§ Exercise goal
Your task is to copy every record exactly.

········

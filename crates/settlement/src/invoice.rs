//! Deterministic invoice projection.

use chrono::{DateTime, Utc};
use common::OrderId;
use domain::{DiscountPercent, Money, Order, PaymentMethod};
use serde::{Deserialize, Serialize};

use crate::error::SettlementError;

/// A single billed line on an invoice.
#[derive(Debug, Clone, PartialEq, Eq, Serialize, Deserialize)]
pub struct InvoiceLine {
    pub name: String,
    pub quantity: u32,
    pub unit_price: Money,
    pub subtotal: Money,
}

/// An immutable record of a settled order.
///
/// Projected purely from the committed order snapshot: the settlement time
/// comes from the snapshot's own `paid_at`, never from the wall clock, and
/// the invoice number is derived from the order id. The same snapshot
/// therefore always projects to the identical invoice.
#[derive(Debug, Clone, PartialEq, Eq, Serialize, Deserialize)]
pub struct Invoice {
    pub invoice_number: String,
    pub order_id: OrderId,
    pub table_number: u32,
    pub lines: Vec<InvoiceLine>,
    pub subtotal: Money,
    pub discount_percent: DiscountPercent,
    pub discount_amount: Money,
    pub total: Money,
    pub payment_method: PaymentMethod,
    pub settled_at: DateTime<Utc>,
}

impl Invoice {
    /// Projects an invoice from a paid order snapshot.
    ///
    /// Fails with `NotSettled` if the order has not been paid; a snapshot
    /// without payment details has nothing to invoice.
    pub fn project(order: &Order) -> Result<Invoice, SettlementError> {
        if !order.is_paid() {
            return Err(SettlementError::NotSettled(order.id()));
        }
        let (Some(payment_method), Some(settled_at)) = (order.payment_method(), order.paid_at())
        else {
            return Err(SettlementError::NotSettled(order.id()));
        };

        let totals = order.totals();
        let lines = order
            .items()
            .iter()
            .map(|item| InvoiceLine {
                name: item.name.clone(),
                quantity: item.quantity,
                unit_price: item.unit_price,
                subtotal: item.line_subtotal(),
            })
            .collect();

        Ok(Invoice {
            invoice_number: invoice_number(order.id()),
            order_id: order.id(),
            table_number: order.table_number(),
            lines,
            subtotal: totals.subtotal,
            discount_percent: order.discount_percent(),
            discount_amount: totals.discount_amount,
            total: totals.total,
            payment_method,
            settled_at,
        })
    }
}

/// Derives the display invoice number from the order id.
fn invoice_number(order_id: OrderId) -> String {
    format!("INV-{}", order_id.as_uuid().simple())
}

········

§ Written response
filename crates/settlement/src/invoice.rs
//! Deterministic invoice projection.

use chrono::{DateTime, Utc};
use common::OrderId;
use domain::{DiscountPercent, Money, Order, PaymentMethod};
use serde::{Deserialize, Serialize};

use crate::error::SettlementError;

/// A single billed line on an invoice.
#[derive(Debug, Clone, PartialEq, Eq, Serialize, Deserialize)]
pub struct InvoiceLine {
    pub name: String,
    pub quantity: u32,
    pub unit_price: Money,
    pub subtotal: Money,
}

/// An immutable record of a settled order.
///
/// Projected purely from the committed order snapshot: the settlement time
/// comes from the snapshot's own `paid_at`, never from the wall clock, and
/// the invoice number is derived from the order id. The same snapshot
/// therefore always projects to the identical invoice.
#[derive(Debug, Clone, PartialEq, Eq, Serialize, Deserialize)]
pub struct Invoice {
    pub invoice_number: String,
    pub order_id: OrderId,
    pub table_number: u32,
    pub lines: Vec<InvoiceLine>,
    pub subtotal: Money,
    pub discount_percent: DiscountPercent,
    pub discount_amount: Money,
    pub total: Money,
    pub payment_method: PaymentMethod,
    pub settled_at: DateTime<Utc>,
}

impl Invoice {
    /// Projects an invoice from a paid order snapshot.
    ///
    /// Fails with `NotSettled` if the order has not been paid; a snapshot
    /// without payment details has nothing to invoice.
    pub fn project(order: &Order) -> Result<Invoice, SettlementError> {
        if !order.is_paid() {
            return Err(SettlementError::NotSettled(order.id()));
        }
        let (Some(payment_method), Some(settled_at)) = (order.payment_method(), order.paid_at())
        else {
            return Err(SettlementError::NotSettled(order.id()));
        };

        let totals = order.totals();
        let lines = order
            .items()
            .iter()
            .map(|item| InvoiceLine {
                name: item.name.clone(),
                quantity: item.quantity,
                unit_price: item.unit_price,
                subtotal: item.line_subtotal(),
            })
            .collect();

        Ok(Invoice {
            invoice_number: invoice_number(order.id()),
            order_id: order.id(),
            table_number: order.table_number(),
            lines,
            subtotal: totals.subtotal,
            discount_percent: order.discount_percent(),
            discount_amount: totals.discount_amount,
            total: totals.total,
            payment_method,
            settled_at,
        })
    }
}

/// Derives the display invoice number from the order id.
fn invoice_number(order_id: OrderId) -> String {
    format!("INV-{}", order_id.as_uuid().simple())
}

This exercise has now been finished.